Nancy A. Shenker
First, make sure your résumé is in tip-top shape. If you have limited work experience, focus on other personal attributes (reliability, computer skills, leadership in athletics, etc.) that demonstrate how you are different from and better than other candidates. Internships and volunteer work are great ways to enhance the "work experience" section of your résumé, which most employers will look for when you graduate. Use LinkedIn to target people at the companies you're considering, talk to your parent's friends, and ask local store owners if they know anyone in the field you're considering. Job leads can come from the strangest places. Alumni events and groups (local chapters and social media groups) are also terrific places to network. Above all, be fearless and tenacious. The more people you speak to and connect with, the more people you'll meet! And remember to send a handwritten thank you note to everyone who helps you. Especially in today's e-communication era, a paper expression of gratitude makes you memorable!
Director and Professor
Getting a good internship requires the same steps as landing your first job after college: research, persistence, a good résumé, and networking.

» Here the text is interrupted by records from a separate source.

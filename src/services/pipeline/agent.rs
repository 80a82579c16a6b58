// src/services/pipeline/agent.rs

use async_trait::async_trait;
use uuid::Uuid;

use crate::models::{Decision, FinancialDocument};

use super::errors::PipelineError;
use super::types::{AgentOutput, Capability};

/// A single named processing unit in the document pipeline.
///
/// Implementations perform one unit of domain logic against a document and
/// produce a `Decision`, optionally mutating the document's extracted data
/// or status. `run` must be idempotent with respect to `reasoning` and
/// `outcome` for identical input (timestamps may differ) so audit trails
/// stay reproducible.
///
/// Agents that call out to slow external services must bound the call; the
/// orchestrator additionally enforces a per-stage timeout.
#[async_trait]
pub trait DocumentAgent: Send + Sync + std::fmt::Debug {
    fn id(&self) -> Uuid;

    fn name(&self) -> &str;

    /// Stage roles this agent can service.
    fn capabilities(&self) -> &[Capability];

    /// Process the document given the decision trail accumulated so far in
    /// this run. Fails with `PipelineError::AgentExecution` when no decision
    /// can be produced (e.g. a required field for this capability is
    /// missing).
    async fn run(
        &self,
        document: &FinancialDocument,
        trail: &[Decision],
    ) -> Result<AgentOutput, PipelineError>;
}
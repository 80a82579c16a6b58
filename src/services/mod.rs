pub mod document_builder;
pub mod pipeline;
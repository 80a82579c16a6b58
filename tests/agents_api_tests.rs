// tests/agents_api_tests.rs
//
// Wire-shape tests for the /api/agents endpoints. The JSON field names
// asserted here are frozen for existing callers.

use std::sync::Arc;

use axum::{
    body::Body,
    http::{self, Request, StatusCode},
    Router,
};
use http_body_util::BodyExt;
use serde_json::{json, Value};
use tower::ServiceExt;

use ledgerly_backend::config::Config;
use ledgerly_backend::routes::api_router;
use ledgerly_backend::services::pipeline::create_orchestrator;
use ledgerly_backend::state::AppState;

fn test_app(config: Config) -> Router {
    let orchestrator = create_orchestrator(&config).unwrap();
    let state = AppState {
        orchestrator: Arc::new(orchestrator),
        config: Arc::new(config),
    };
    api_router().with_state(state)
}

async fn post_json(app: Router, uri: &str, body: Value) -> (StatusCode, Value) {
    let response = app
        .oneshot(
            Request::builder()
                .method(http::Method::POST)
                .uri(uri)
                .header(http::header::CONTENT_TYPE, "application/json")
                .body(Body::from(body.to_string()))
                .unwrap(),
        )
        .await
        .unwrap();
    let status = response.status();
    let bytes = response.into_body().collect().await.unwrap().to_bytes();
    let value = serde_json::from_slice(&bytes).unwrap_or(Value::Null);
    (status, value)
}

#[tokio::test]
async fn process_shorthand_invoice_approves() {
    let app = test_app(Config::default());
    let (status, body) = post_json(
        app,
        "/api/agents/process",
        json!({"invoiceNumber": "INV-1", "vendorName": "Acme", "amount": 499}),
    )
    .await;

    assert_eq!(status, StatusCode::OK);
    assert_eq!(body["success"], json!(true));
    assert_eq!(body["document"]["invoiceNumber"], json!("INV-1"));
    assert_eq!(body["document"]["vendorName"], json!("Acme"));
    assert_eq!(body["document"]["amount"], json!(499.0));
    assert_eq!(body["pipeline"]["status"], json!("approved"));
    assert_eq!(body["pipeline"]["stagesCompleted"], json!(6));
    assert!(body["pipeline"]["traceId"].is_string());
    assert!(body["pipeline"]["durationMs"].is_number());

    let decisions = body["decisions"].as_array().unwrap();
    assert_eq!(decisions.len(), 6);
    for decision in decisions {
        assert!(decision["agent"].is_string());
        assert!(decision["action"].is_string());
        assert!(decision["outcome"].is_string());
        assert!(decision["confidence"].is_number());
        assert!(decision["reasoning"].is_string());
        assert!(decision["timestamp"].is_string());
    }

    // errors is omitted entirely when empty.
    assert!(body.get("errors").is_none());
}

#[tokio::test]
async fn process_rejects_unusable_body() {
    let app = test_app(Config::default());
    let (status, _body) = post_json(app, "/api/agents/process", json!({})).await;
    assert_eq!(status, StatusCode::BAD_REQUEST);
}

#[tokio::test]
async fn process_block_is_a_200_not_an_error() {
    let config = Config {
        require_vendor_tax_id: true,
        ..Config::default()
    };
    let app = test_app(config);
    let (status, body) = post_json(
        app,
        "/api/agents/process",
        json!({"invoiceNumber": "INV-2", "vendorName": "Acme", "amount": 499}),
    )
    .await;

    assert_eq!(status, StatusCode::OK);
    assert_eq!(body["pipeline"]["status"], json!("flagged_for_review"));
    assert_eq!(body["pipeline"]["stagesCompleted"], json!(3));
    // A block is a decision, not an error.
    assert!(body.get("errors").is_none());
}

#[tokio::test]
async fn process_accepts_full_document_body() {
    let app = test_app(Config::default());
    let (status, body) = post_json(
        app,
        "/api/agents/process",
        json!({
            "document": {
                "metadata": {
                    "invoiceNumber": "INV-3",
                    "vendorName": "Globex",
                    "amount": "1200"
                }
            }
        }),
    )
    .await;

    assert_eq!(status, StatusCode::OK);
    assert_eq!(body["pipeline"]["status"], json!("approved"));
    assert_eq!(body["document"]["invoiceNumber"], json!("INV-3"));
}

#[tokio::test]
async fn run_pipeline_returns_raw_result() {
    let app = test_app(Config::default());
    let (status, body) = post_json(
        app,
        "/api/agents",
        json!({
            "document": {
                "metadata": {
                    "invoiceNumber": "INV-4",
                    "vendorName": "Acme",
                    "amount": "250"
                }
            }
        }),
    )
    .await;

    assert_eq!(status, StatusCode::OK);
    assert_eq!(body["success"], json!(true));
    let result = &body["result"];
    assert!(result["documentId"].is_string());
    assert!(result["traceId"].is_string());
    assert_eq!(result["status"], json!("approved"));
    assert_eq!(
        result["decisionsCount"].as_u64().unwrap() as usize,
        result["decisions"].as_array().unwrap().len()
    );
    assert!(result["durationMs"].is_number());
    assert_eq!(result["errors"], json!([]));
}

#[tokio::test]
async fn list_agents_reports_registry_health() {
    let app = test_app(Config::default());
    let response = app
        .oneshot(
            Request::builder()
                .uri("/api/agents")
                .body(Body::empty())
                .unwrap(),
        )
        .await
        .unwrap();

    assert_eq!(response.status(), StatusCode::OK);
    let bytes = response.into_body().collect().await.unwrap().to_bytes();
    let body: Value = serde_json::from_slice(&bytes).unwrap();

    assert_eq!(body["status"], json!("ok"));
    assert!(body["timestamp"].is_string());
    assert_eq!(body["health"]["totalAgents"], json!(6));
    assert_eq!(body["health"]["idle"], json!(6));
    assert_eq!(body["health"]["processing"], json!(0));
    assert_eq!(body["health"]["error"], json!(0));

    let agents = body["agents"].as_array().unwrap();
    assert_eq!(agents.len(), 6);
    for agent in agents {
        assert!(agent["id"].is_string());
        assert!(agent["name"].is_string());
        assert!(agent["capabilities"].is_array());
        assert_eq!(agent["status"], json!("idle"));
        assert_eq!(agent["processedCount"], json!(0));
        assert_eq!(agent["averageLatencyMs"], json!(0.0));
        assert!(agent["lastProcessedAt"].is_null());
    }
}

#[tokio::test]
async fn stats_accumulate_across_requests() {
    let app = test_app(Config::default());

    let (status, _) = post_json(
        app.clone(),
        "/api/agents/process",
        json!({"invoiceNumber": "INV-5", "vendorName": "Acme", "amount": 42}),
    )
    .await;
    assert_eq!(status, StatusCode::OK);

    let response = app
        .oneshot(
            Request::builder()
                .uri("/api/agents")
                .body(Body::empty())
                .unwrap(),
        )
        .await
        .unwrap();
    let bytes = response.into_body().collect().await.unwrap().to_bytes();
    let body: Value = serde_json::from_slice(&bytes).unwrap();

    for agent in body["agents"].as_array().unwrap() {
        assert_eq!(agent["processedCount"], json!(1));
        assert!(agent["lastProcessedAt"].is_string());
    }
}
// src/models/decisions.rs
//
// Audit records emitted by pipeline agents.

use chrono::{DateTime, Utc};
use serde::{Deserialize, Serialize};
use uuid::Uuid;

/// An immutable audit record: one agent's output for one document pass.
///
/// Decisions are append-only and ordered by creation time; once a pipeline
/// run completes they are never mutated or deleted.
#[derive(Debug, Clone, Serialize, Deserialize)]
#[serde(rename_all = "camelCase")]
pub struct Decision {
    pub agent_id: Uuid,
    /// Human-readable stage label, e.g. "Risk Assessment".
    pub action: String,
    /// Free-text justification. Deterministic for identical input so audit
    /// trails are reproducible.
    pub reasoning: String,
    /// Clamped to [0.0, 1.0] by contract; agents producing values outside
    /// that range are reported as faulty, not silently corrected.
    pub confidence_score: f64,
    /// Stage-specific token: "success", "flagged", "block", "reject", or a
    /// GL code for the classification stage.
    pub outcome: String,
    pub timestamp: DateTime<Utc>,
}

impl Decision {
    pub fn new(
        agent_id: Uuid,
        action: impl Into<String>,
        reasoning: impl Into<String>,
        confidence_score: f64,
        outcome: impl Into<String>,
    ) -> Self {
        Self {
            agent_id,
            action: action.into(),
            reasoning: reasoning.into(),
            confidence_score,
            outcome: outcome.into(),
            timestamp: Utc::now(),
        }
    }

    /// A "flagged" or "block" outcome authorizes the sequencer to halt
    /// forward progress for human review.
    pub fn is_halting_outcome(&self) -> bool {
        self.outcome == "flagged" || self.outcome == "block"
    }
}
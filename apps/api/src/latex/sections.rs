//! Per-section LaTeX formatters.
//!
//! Every formatter is a pure function of its section data. An empty section
//! renders as the empty string so the assembled document never carries a
//! heading with nothing under it.

use crate::latex::escape::{escape_latex, escape_url};
use crate::models::resume::{
    Achievement, Education, Experience, Intro, Profile, Project, SkillGroup,
};

/// Preamble and `\begin{document}`.
pub const HEADER_TEX: &str = r"\documentclass[letterpaper,11pt]{article}

\usepackage{latexsym}
\usepackage[empty]{fullpage}
\usepackage{titlesec}
\usepackage[usenames,dvipsnames]{color}
\usepackage{enumitem}
\usepackage[hidelinks]{hyperref}
\usepackage{fancyhdr}
\usepackage[english]{babel}
\usepackage{tabularx}

\pagestyle{fancy}
\fancyhf{}
\fancyfoot{}
\renewcommand{\headrulewidth}{0pt}
\renewcommand{\footrulewidth}{0pt}

\addtolength{\oddsidemargin}{-0.5in}
\addtolength{\evensidemargin}{-0.5in}
\addtolength{\textwidth}{1in}
\addtolength{\topmargin}{-.5in}
\addtolength{\textheight}{1.0in}

\urlstyle{same}
\raggedbottom
\raggedright
\setlength{\tabcolsep}{0in}

\titleformat{\section}{
  \vspace{-4pt}\scshape\raggedright\large
}{}{0em}{}[\color{black}\titlerule \vspace{-5pt}]

\newcommand{\resumeItem}[1]{\item\small{#1 \vspace{-2pt}}}
\newcommand{\resumeSubheading}[4]{
  \vspace{-2pt}\item
    \begin{tabular*}{0.97\textwidth}[t]{l@{\extracolsep{\fill}}r}
      \textbf{#1} & #2 \\
      \textit{\small#3} & \textit{\small #4} \\
    \end{tabular*}\vspace{-7pt}
}
\newcommand{\resumeProjectHeading}[2]{
    \item
    \begin{tabular*}{0.97\textwidth}{l@{\extracolsep{\fill}}r}
      \small#1 & #2 \\
    \end{tabular*}\vspace{-7pt}
}
\renewcommand\labelitemii{$\vcenter{\hbox{\tiny$\bullet$}}$}
\newcommand{\resumeSubHeadingListStart}{\begin{itemize}[leftmargin=0.15in, label={}]}
\newcommand{\resumeSubHeadingListEnd}{\end{itemize}}
\newcommand{\resumeItemListStart}{\begin{itemize}}
\newcommand{\resumeItemListEnd}{\end{itemize}\vspace{-5pt}}

\begin{document}
";

/// Closes the document.
pub const FOOTER_TEX: &str = "\n\\end{document}\n";

pub fn intro_tex(intro: &Intro) -> String {
    if intro.is_empty() {
        return String::new();
    }

    let mut contacts = Vec::new();
    if let Some(phone) = non_blank(&intro.phone) {
        contacts.push(escape_latex(phone));
    }
    if let Some(email) = non_blank(&intro.email) {
        contacts.push(format!(
            "\\href{{mailto:{}}}{{\\underline{{{}}}}}",
            escape_url(email),
            escape_latex(email)
        ));
    }
    if let Some(location) = non_blank(&intro.location) {
        contacts.push(escape_latex(location));
    }
    for link in [&intro.linkedin, &intro.github, &intro.website] {
        if let Some(url) = non_blank(link) {
            contacts.push(href(url, &display_url(url)));
        }
    }

    let mut tex = String::from("\\begin{center}\n");
    tex.push_str(&format!(
        "    \\textbf{{\\Huge \\scshape {}}} \\\\ \\vspace{{1pt}}\n",
        escape_latex(intro.name.trim())
    ));
    if !contacts.is_empty() {
        tex.push_str(&format!("    \\small {}\n", contacts.join(" $|$ ")));
    }
    tex.push_str("\\end{center}\n\n");
    tex
}

pub fn education_tex(edu: &[Education]) -> String {
    if edu.is_empty() {
        return String::new();
    }

    let mut tex = section_open("Education");
    for e in edu {
        tex.push_str(&subheading(
            &e.institution,
            e.location.as_deref().unwrap_or(""),
            &degree_line(e),
            &date_range(&e.start, &e.end),
        ));
    }
    tex.push_str(SECTION_CLOSE);
    tex
}

pub fn experience_tex(exp: &[Experience]) -> String {
    if exp.is_empty() {
        return String::new();
    }

    let mut tex = section_open("Experience");
    for e in exp {
        tex.push_str(&subheading(
            &e.role,
            &date_range(&e.start, &e.end),
            &e.company,
            e.location.as_deref().unwrap_or(""),
        ));
        tex.push_str(&item_list(&e.points));
    }
    tex.push_str(SECTION_CLOSE);
    tex
}

pub fn projects_tex(projects: &[Project]) -> String {
    if projects.is_empty() {
        return String::new();
    }

    let mut tex = section_open("Projects");
    for p in projects {
        let mut heading = format!("\\textbf{{{}}}", escape_latex(&p.title));
        if !p.tech.is_empty() {
            let tech: Vec<String> = p.tech.iter().map(|t| escape_latex(t)).collect();
            heading.push_str(&format!(" $|$ \\emph{{{}}}", tech.join(", ")));
        }
        let link = non_blank(&p.link)
            .map(|url| href(url, "Link"))
            .unwrap_or_default();
        tex.push_str(&format!(
            "    \\resumeProjectHeading\n      {{{heading}}}{{{link}}}\n"
        ));
        tex.push_str(&item_list(&p.points));
    }
    tex.push_str(SECTION_CLOSE);
    tex
}

pub fn achievements_tex(ach: &[Achievement]) -> String {
    if ach.is_empty() {
        return String::new();
    }

    let mut tex = String::from("\\section{Achievements}\n \\resumeSubHeadingListStart\n");
    for a in ach {
        let mut line = format!("\\textbf{{{}}}", escape_latex(&a.title));
        if let Some(desc) = non_blank(&a.description) {
            line.push_str(&format!(": {}", escape_latex(desc)));
        }
        if let Some(date) = non_blank(&a.date) {
            line.push_str(&format!(" \\hfill \\textit{{{}}}", escape_latex(date)));
        }
        tex.push_str(&format!("    \\resumeItem{{{line}}}\n"));
    }
    tex.push_str(SECTION_CLOSE);
    tex
}

pub fn skills_tex(skills: &[SkillGroup]) -> String {
    if skills.is_empty() {
        return String::new();
    }

    let lines: Vec<String> = skills
        .iter()
        .map(|g| {
            let items: Vec<String> = g.items.iter().map(|i| escape_latex(i)).collect();
            format!(
                "     \\textbf{{{}}}{{: {}}}",
                escape_latex(&g.category),
                items.join(", ")
            )
        })
        .collect();

    format!(
        "\\section{{Technical Skills}}\n \\begin{{itemize}}[leftmargin=0.15in, label={{}}]\n    \\small{{\\item{{\n{}\n    }}}}\n \\end{{itemize}}\n\n",
        lines.join(" \\\\\n")
    )
}

pub fn profiles_tex(profiles: &[Profile]) -> String {
    if profiles.is_empty() {
        return String::new();
    }

    let mut tex = String::from("\\section{Profiles}\n \\resumeSubHeadingListStart\n");
    for p in profiles {
        let label = p
            .handle
            .as_deref()
            .filter(|h| !h.trim().is_empty())
            .map(str::to_string)
            .unwrap_or_else(|| display_url(&p.url));
        tex.push_str(&format!(
            "    \\resumeItem{{\\textbf{{{}}}: {}}}\n",
            escape_latex(&p.platform),
            href(&p.url, &label)
        ));
    }
    tex.push_str(SECTION_CLOSE);
    tex
}

const SECTION_CLOSE: &str = " \\resumeSubHeadingListEnd\n\n";

fn section_open(title: &str) -> String {
    format!("\\section{{{title}}}\n  \\resumeSubHeadingListStart\n")
}

fn subheading(a: &str, b: &str, c: &str, d: &str) -> String {
    format!(
        "    \\resumeSubheading\n      {{{}}}{{{}}}\n      {{{}}}{{{}}}\n",
        escape_latex(a),
        escape_latex(b),
        escape_latex(c),
        escape_latex(d)
    )
}

fn item_list(points: &[String]) -> String {
    let points: Vec<&String> = points.iter().filter(|p| !p.trim().is_empty()).collect();
    if points.is_empty() {
        return String::new();
    }
    let mut tex = String::from("      \\resumeItemListStart\n");
    for p in points {
        tex.push_str(&format!("        \\resumeItem{{{}}}\n", escape_latex(p.trim())));
    }
    tex.push_str("      \\resumeItemListEnd\n");
    tex
}

fn degree_line(e: &Education) -> String {
    match non_blank(&e.grade) {
        Some(grade) => format!("{} ({})", e.degree, grade),
        None => e.degree.clone(),
    }
}

fn date_range(start: &Option<String>, end: &Option<String>) -> String {
    match (non_blank(start), non_blank(end)) {
        (Some(s), Some(e)) => format!("{s} -- {e}"),
        (Some(s), None) => format!("{s} -- Present"),
        (None, Some(e)) => e.to_string(),
        (None, None) => String::new(),
    }
}

fn href(url: &str, label: &str) -> String {
    format!(
        "\\href{{{}}}{{\\underline{{{}}}}}",
        escape_url(url),
        escape_latex(label)
    )
}

fn display_url(url: &str) -> String {
    url.trim_start_matches("https://")
        .trim_start_matches("http://")
        .trim_start_matches("www.")
        .trim_end_matches('/')
        .to_string()
}

fn non_blank(value: &Option<String>) -> Option<&str> {
    value.as_deref().map(str::trim).filter(|v| !v.is_empty())
}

It is perfect practice for landing a good job when you graduate college. You have go to the career service office at your college and sign up for electronic leads and announcement about companies coming to campus. The career service people will also tell you what other electronic services to use. Start searching by October for the following summer and follow up those opportunities that sound really good. In addition, talk to family members, neighbors, and your friends at school. They may know someone who can give you a lead on an internship. During your years in college, getting several internships during the academic year and in the summer is the most powerful way to be ready for career success. It is never too early to start, even in high school. The reason for this is that an internship doing routine things like opening the mail and answering phone calls one year can lead to a more interesting internship the next. So plan to have a summer internship after your freshman year. One final point! I don’t distinguish between an internship with no pay, an internship with pay, and a paid job. They are all work experience, which is what employers really care about.
Donald K. Sherman
Attorney, Author, Founder
Somebody Does That?!
The short answer is to look everywhere. The Internet is where most people tend to start their job search, but that’s what also makes it the most difficult place to find success. The kitchen sink approach is the best way to find any rewarding job, internship or otherwise. It is important to be strategic, but in order to get your dream job you may need to rely on networking, cold calls, career fairs, and everything in between. Students often discover their career interests in class or in extracurricular clubs, so that is always a good place to start looking for internship opportunities. Talk to your professors or club advisors about your career interests. These conversations can help crystallize your thinking about your future, and also build the relationships that will lead to your first job. Colleges and universities have lots of resources for students to discuss their career goals, but your peers may be the most valuable. Upperclassmen have the most recent experience in finding internships, and sometimes a job that’s a bad fit for a classmate might be perfect for you.